**Exercise prompt**
Only the lines of the data below from the one with "by token hash." through the one with "async fn create(&self, request: &AuthRequest)" are wanted. Repeat them exactly.

**Data provided**
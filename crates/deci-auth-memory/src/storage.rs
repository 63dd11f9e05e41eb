use async_trait::async_trait;
use dashmap::DashMap;
use dashmap::mapref::entry::Entry;
use time::OffsetDateTime;
use tracing::debug;
use uuid::Uuid;

use deci_auth::AuthResult;
use deci_auth::oauth::{AuthCode, AuthRequest, AuthRequestStatus};
use deci_auth::storage::{
    AuthCodeStorage, AuthRequestStorage, ClientStorage, CodeClaim, RefreshClaim,
    RefreshTokenStorage,
};
use deci_auth::types::{Client, RefreshToken};

/// In-memory storage using `DashMap` for concurrent access.
///
/// Refresh tokens are indexed by family. Any operation that touches a
/// family (create, rotate, revoke) takes the family entry first and the
/// token entry second, so a rotation and a revocation of the same family
/// are serialized and a successor is never inserted into a revoked family.
///
/// Revocation leaves a marker for the family, so a token created into it
/// after the fact (an exchange that lost a race with a code replay) is
/// refused. Markers are swept by `cleanup_expired` once older than
/// [`REVOCATION_RETENTION`].
#[derive(Debug, Default)]
pub struct MemoryStorage {
    clients: DashMap<String, Client>,
    requests: DashMap<Uuid, AuthRequest>,
    codes: DashMap<String, AuthCode>,
    /// Keyed by token hash.
    refresh_tokens: DashMap<String, RefreshToken>,
    /// Family id -> token hashes.
    families: DashMap<Uuid, Vec<String>>,
    /// Family id -> when it was revoked.
    revoked_families: DashMap<Uuid, OffsetDateTime>,
}

/// How long a revoked-family marker is kept.
pub const REVOCATION_RETENTION: time::Duration = time::Duration::days(1);

impl MemoryStorage {
    /// Creates an empty storage.
    pub fn new() -> Self {
        Self::default()
    }

    /// Creates a storage pre-populated with clients.
    pub fn with_clients(clients: impl IntoIterator<Item = Client>) -> Self {
        let storage = Self::new();
        for client in clients {
            storage.insert_client(client);
        }
        storage
    }

    /// Registers or replaces a client.
    pub fn insert_client(&self, client: Client) {
        self.clients.insert(client.client_id.clone(), client);
    }

    /// Removes a client registration.
    pub fn remove_client(&self, client_id: &str) -> Option<Client> {
        self.clients.remove(client_id).map(|(_, client)| client)
    }

    /// Number of stored authorization requests.
    pub fn request_count(&self) -> usize {
        self.requests.len()
    }

    /// Number of stored authorization codes.
    pub fn code_count(&self) -> usize {
        self.codes.len()
    }

    /// Number of stored refresh tokens, including rotated and revoked ones.
    pub fn refresh_token_count(&self) -> usize {
        self.refresh_tokens.len()
    }
}

#[async_trait]
impl ClientStorage for MemoryStorage {
    async fn get_client(&self, client_id: &str) -> AuthResult<Option<Client>> {
        Ok(self.clients.get(client_id).map(|c| c.clone()))
    }
}

#[async_trait]
impl AuthRequestStorage for MemoryStorage {
    async fn create(&self, request: &AuthRequest) -> AuthResult<()> {
        self.requests.insert(request.id, request.clone());
        Ok(())
    }

    async fn get(&self, id: Uuid) -> AuthResult<Option<AuthRequest>> {
        Ok(self.requests.get(&id).map(|r| r.clone()))
    }

    async fn update(&self, request: &AuthRequest, expected: AuthRequestStatus) -> AuthResult<bool> {
        let Some(mut stored) = self.requests.get_mut(&request.id) else {
            return Ok(false);
        };
        if stored.status != expected {
            return Ok(false);
        }
        *stored = request.clone();
        Ok(true)
    }

    async fn expire_stale(&self, now: OffsetDateTime) -> AuthResult<u64> {
        let mut expired = 0;
        for mut entry in self.requests.iter_mut() {
            if entry.is_open() && entry.is_expired_at(now) {
                entry.status = AuthRequestStatus::Expired;
                expired += 1;
            }
        }
        if expired > 0 {
            debug!(expired, "Expired stale authorization requests");
        }
        Ok(expired)
    }

    async fn purge(&self, before: OffsetDateTime) -> AuthResult<u64> {
        let len = self.requests.len();
        self.requests
            .retain(|_, request| request.is_open() || request.expires_at >= before);
        Ok(len.saturating_sub(self.requests.len()) as u64)
    }
}

#[async_trait]
impl AuthCodeStorage for MemoryStorage {
    async fn create(&self, code: &AuthCode) -> AuthResult<bool> {
        match self.codes.entry(code.code.clone()) {
            Entry::Occupied(_) => Ok(false),
            Entry::Vacant(slot) => {
                slot.insert(code.clone());
                Ok(true)
            }
        }
    }

    async fn get(&self, code: &str) -> AuthResult<Option<AuthCode>> {
        Ok(self.codes.get(code).map(|c| c.clone()))
    }

    async fn consume(&self, code: &str, now: OffsetDateTime) -> AuthResult<CodeClaim> {
        let Some(mut stored) = self.codes.get_mut(code) else {
            return Ok(CodeClaim::NotFound);
        };
        if stored.is_expired_at(now) {
            return Ok(CodeClaim::Expired(stored.clone()));
        }
        if stored.used {
            return Ok(CodeClaim::AlreadyUsed(stored.clone()));
        }
        stored.used = true;
        stored.used_at = Some(now);
        Ok(CodeClaim::Claimed(stored.clone()))
    }

    async fn cleanup_expired(&self, now: OffsetDateTime) -> AuthResult<u64> {
        let len = self.codes.len();
        self.codes.retain(|_, code| !code.is_expired_at(now));
        Ok(len.saturating_sub(self.codes.len()) as u64)
    }
}

#[async_trait]
impl RefreshTokenStorage for MemoryStorage {
    async fn create(&self, token: &RefreshToken) -> AuthResult<bool> {
        let mut family = self.families.entry(token.family_id).or_default();
        if self.revoked_families.contains_key(&token.family_id) {
            debug!(family_id = %token.family_id, "Refresh token refused: family revoked");
            return Ok(false);
        }
        self.refresh_tokens
            .insert(token.token_hash.clone(), token.clone());
        family.push(token.token_hash.clone());
        Ok(true)
    }

    async fn find_by_hash(&self, token_hash: &str) -> AuthResult<Option<RefreshToken>> {
        Ok(self.refresh_tokens.get(token_hash).map(|t| t.clone()))
    }

    async fn consume_or_rotate(
        &self,
        token_hash: &str,
        replacement: &RefreshToken,
        now: OffsetDateTime,
    ) -> AuthResult<RefreshClaim> {
        let Some(family_id) = self.refresh_tokens.get(token_hash).map(|t| t.family_id) else {
            return Ok(RefreshClaim::NotFound);
        };

        let mut family = self.families.entry(family_id).or_default();
        let family_revoked = self.revoked_families.contains_key(&family_id);
        let old = {
            let Some(mut stored) = self.refresh_tokens.get_mut(token_hash) else {
                return Ok(RefreshClaim::NotFound);
            };
            if stored.is_revoked() || family_revoked {
                return Ok(RefreshClaim::Revoked(stored.clone()));
            }
            if stored.is_expired_at(now) {
                return Ok(RefreshClaim::Expired(stored.clone()));
            }
            if stored.is_rotated() {
                return Ok(RefreshClaim::Reused(stored.clone()));
            }
            stored.rotated_at = Some(now);
            stored.clone()
        };

        // The token guard is dropped before inserting: both keys may share a shard.
        self.refresh_tokens
            .insert(replacement.token_hash.clone(), replacement.clone());
        family.push(replacement.token_hash.clone());
        Ok(RefreshClaim::Rotated(old))
    }

    async fn revoke_family(&self, family_id: Uuid, now: OffsetDateTime) -> AuthResult<u64> {
        let family = self.families.entry(family_id).or_default();
        self.revoked_families.entry(family_id).or_insert(now);
        let mut revoked = 0;
        for hash in family.iter() {
            if let Some(mut token) = self.refresh_tokens.get_mut(hash) {
                if token.revoked_at.is_none() {
                    token.revoked_at = Some(now);
                    revoked += 1;
                }
            }
        }
        Ok(revoked)
    }

    async fn cleanup_expired(&self, now: OffsetDateTime) -> AuthResult<u64> {
        let len = self.refresh_tokens.len();
        self.refresh_tokens.retain(|_, token| !token.is_expired_at(now));
        let removed = len.saturating_sub(self.refresh_tokens.len()) as u64;

        self.families.retain(|_, hashes| {
            hashes.retain(|hash| self.refresh_tokens.contains_key(hash));
            !hashes.is_empty()
        });
        self.revoked_families
            .retain(|_, revoked_at| now - *revoked_at < REVOCATION_RETENTION);
        Ok(removed)
    }
}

**Solution for this problem**
    /// Keyed by token hash.
    refresh_tokens: DashMap<String, RefreshToken>,
    /// Family id -> token hashes.
    families: DashMap<Uuid, Vec<String>>,
    /// Family id -> when it was revoked.
    revoked_families: DashMap<Uuid, OffsetDateTime>,
}

/// How long a revoked-family marker is kept.
pub const REVOCATION_RETENTION: time::Duration = time::Duration::days(1);

impl MemoryStorage {
    /// Creates an empty storage.
    pub fn new() -> Self {
        Self::default()
    }

    /// Creates a storage pre-populated with clients.
    pub fn with_clients(clients: impl IntoIterator<Item = Client>) -> Self {
        let storage = Self::new();
        for client in clients {
            storage.insert_client(client);
        }
        storage
    }

    /// Registers or replaces a client.
    pub fn insert_client(&self, client: Client) {
        self.clients.insert(client.client_id.clone(), client);
    }

    /// Removes a client registration.
    pub fn remove_client(&self, client_id: &str) -> Option<Client> {
        self.clients.remove(client_id).map(|(_, client)| client)
    }

    /// Number of stored authorization requests.
    pub fn request_count(&self) -> usize {
        self.requests.len()
    }

    /// Number of stored authorization codes.
    pub fn code_count(&self) -> usize {
        self.codes.len()
    }

    /// Number of stored refresh tokens, including rotated and revoked ones.
    pub fn refresh_token_count(&self) -> usize {
        self.refresh_tokens.len()
    }
}

#[async_trait]
impl ClientStorage for MemoryStorage {
    async fn get_client(&self, client_id: &str) -> AuthResult<Option<Client>> {
        Ok(self.clients.get(client_id).map(|c| c.clone()))
    }
}

#[async_trait]
impl AuthRequestStorage for MemoryStorage {
    async fn create(&self, request: &AuthRequest) -> AuthResult<()> {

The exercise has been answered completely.